Pentecostal PM


It’s been an eventful week in Australian politics, with the Prime Minister Malcolm Turnbull being overthrown by a fringe, extreme element of his own party.

It wasn’t surprising. He has been a target of that group since he took the leadership from his predecessor, Tony Abbott, in a similar coup.

The main difference between the two leadership changes was that the first time the nation seemed to issue a huge sigh of relief, and Turnbull started his tenure as PM with very high approval ratings – a complete turnaround from Abbott’s then rapidly reducing approval among the electorate.

This time the electorate aren’t so happy about the change, and things didn’t go the way expected by the plotters against Turnbull. Their favoured candidate (the very unpopular Peter Dutton) failed in his bid to take over the leadership, and instead Scott Morrison won through as the “accidental Prime Minister”.

The result is perhaps one that many Australian evangelicals are seeing as a miracle. Morrison is a member of a Pentecostal,  evangelical church – the first Pentecostal Prime Minster in Australian history.

Watching him on TV, being sworn in last Friday night, it was easy to feel slightly optimistic…
…until, the political interviews began and his fellow Government members cut through that optimism with a slew of political obfuscation; basically regurgitating the same old rhetorical nonsense they’d been spouting for years.

Despite the alleged Pentecostal/ evangelical connections of the new Prime Minister, the message and the program of his party remains the same.

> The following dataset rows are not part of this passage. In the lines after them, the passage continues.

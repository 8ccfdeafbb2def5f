//! Error types for the tax interview orchestrator

use thiserror::Error;

/// Result type alias for interview operations
pub type Result<T> = std::result::Result<T, InterviewError>;

#[derive(Error, Debug)]
pub enum InterviewError {

    // =============================
    // Stage Pipeline Errors
    // =============================

    #[error("LLM error: {0}")]
    LlmError(String),

    #[error("Moderation error: {0}")]
    ModerationError(String),

    #[error("Malformed tax profile: {0}")]
    MalformedProfile(String),

    #[error("Resource error: {0}")]
    ResourceError(String),

    #[error("Config error: {0}")]
    ConfigError(String),

    #[error("Turn limit exceeded: {0}")]
    TurnLimitExceeded(String),

    // =============================
    // External Library Conversions
    // =============================

    #[error("Serialization error: {0}")]
    SerializationError(#[from] serde_json::Error),

    #[error("HTTP client error: {0}")]
    HttpError(#[from] reqwest::Error),

    #[error("IO error: {0}")]
    IoError(#[from] std::io::Error),
}
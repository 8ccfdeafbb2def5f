//! Conversation transcript model
//!
//! A transcript is the ordered message history submitted to the chat
//! completions API for one stage. It is seeded with exactly one system
//! instruction and grows only by assistant/user pairs.

use serde::{Deserialize, Serialize};

/// Role of a message sender
#[derive(Debug, Clone, Copy, Serialize, Deserialize, PartialEq, Eq)]
#[serde(rename_all = "lowercase")]
pub enum Role {
    System,
    Assistant,
    User,
}

/// A single immutable message in a stage transcript
#[derive(Debug, Clone, Serialize, Deserialize, PartialEq, Eq)]
pub struct Message {
    pub role: Role,
    pub content: String,
}

impl Message {
    pub fn new(role: Role, content: impl Into<String>) -> Self {
        Self {
            role,
            content: content.into(),
        }
    }

    pub fn system(content: impl Into<String>) -> Self {
        Self::new(Role::System, content)
    }

    pub fn assistant(content: impl Into<String>) -> Self {
        Self::new(Role::Assistant, content)
    }

    pub fn user(content: impl Into<String>) -> Self {
        Self::new(Role::User, content)
    }
}

/// Stage transcript owned by the stage controller for one stage.
///
/// The first message is always the stage's system instruction and is
/// never removed; all later growth happens through `push_exchange`.
#[derive(Debug, Clone, Serialize, Deserialize)]
pub struct Transcript {
    messages: Vec<Message>,
}

impl Transcript {
    /// Seed a transcript with the stage's system instruction
    pub fn new(system_instruction: impl Into<String>) -> Self {
        Self {
            messages: vec![Message::system(system_instruction)],
        }
    }

    /// Seed a transcript with a system instruction plus one user message
    /// (the extraction stage's two-message shape)
    pub fn with_user(system_instruction: impl Into<String>, user_content: impl Into<String>) -> Self {
        Self {
            messages: vec![
                Message::system(system_instruction),
                Message::user(user_content),
            ],
        }
    }

    /// Record one completed assistant/user turn
    pub fn push_exchange(&mut self, assistant: impl Into<String>, user: impl Into<String>) {
        self.messages.push(Message::assistant(assistant));
        self.messages.push(Message::user(user));
    }

    /// Ordered view of the messages, first element the system instruction
    pub fn messages(&self) -> &[Message] {
        &self.messages
    }

    pub fn len(&self) -> usize {
        self.messages.len()
    }

    pub fn is_empty(&self) -> bool {
        self.messages.is_empty()
    }
}

/// Accumulator for the clarification stage's conversation summary.
///
/// Records every assistant utterance and user reply in emission order;
/// consumed once via `join` when the stage terminates.
#[derive(Debug, Clone, Default)]
pub struct SummaryBuffer {
    utterances: Vec<String>,
}

impl SummaryBuffer {
    pub fn new() -> Self {
        Self::default()
    }

    pub fn record(&mut self, utterance: impl Into<String>) {
        self.utterances.push(utterance.into());
    }

    pub fn utterance_count(&self) -> usize {
        self.utterances.len()
    }

    /// Space-joined concatenation in strict emission order
    pub fn join(&self) -> String {
        self.utterances.join(" ")
    }
}

#[cfg(test)]
mod tests {
    use super::*;

    #[test]
    fn test_transcript_seeded_with_system_message() {
        let transcript = Transcript::new("You are a tax auditor.");
        assert_eq!(transcript.len(), 1);
        assert_eq!(transcript.messages()[0].role, Role::System);
        assert_eq!(transcript.messages()[0].content, "You are a tax auditor.");
    }

    #[test]
    fn test_push_exchange_preserves_system_head() {
        let mut transcript = Transcript::new("instruction");
        transcript.push_exchange("What is your primary income source?", "Salary");
        transcript.push_exchange("How much do you earn annually?", "12 LPA");

        assert_eq!(transcript.len(), 5);
        assert_eq!(transcript.messages()[0].role, Role::System);
        assert_eq!(transcript.messages()[1].role, Role::Assistant);
        assert_eq!(transcript.messages()[2].role, Role::User);
        assert_eq!(transcript.messages()[2].content, "Salary");

        // Exactly one system message regardless of turns
        let system_count = transcript
            .messages()
            .iter()
            .filter(|m| m.role == Role::System)
            .count();
        assert_eq!(system_count, 1);
    }

    #[test]
    fn test_two_message_extraction_shape() {
        let transcript = Transcript::with_user("extract", "the summary text");
        assert_eq!(transcript.len(), 2);
        assert_eq!(transcript.messages()[0].role, Role::System);
        assert_eq!(transcript.messages()[1].role, Role::User);
    }

    #[test]
    fn test_summary_join_order() {
        let mut buffer = SummaryBuffer::new();
        buffer.record("Q1");
        buffer.record("A1");
        buffer.record("Q2");
        buffer.record("Yes");

        assert_eq!(buffer.utterance_count(), 4);
        assert_eq!(buffer.join(), "Q1 A1 Q2 Yes");
    }

    #[test]
    fn test_message_role_serialization() {
        let msg = Message::assistant("hello");
        let json = serde_json::to_string(&msg).unwrap();
        assert!(json.contains("\"role\":\"assistant\""));
        assert!(json.contains("\"content\":\"hello\""));
    }
}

A telling part of the TV coverage on Friday night came when the studio reporters introduced a guest who had written a book about the religious beliefs of Australian Prime Minsters. Presumably they’d invited him to comment on the new PM’s religious faith, however, when the author started to address that very topic, pointing out that Morrison didn’t take a biblical direction with his social policy, he was cut off mid-sentence so they could take the audience to a reporter on location.
It seemed that something urgent needed to be reported, but that wasn’t the case. I suspect the mid-sentence switch was just an excuse to dismiss their guest when his commentary didn’t fit the kind of message they were wanting to  broadcast.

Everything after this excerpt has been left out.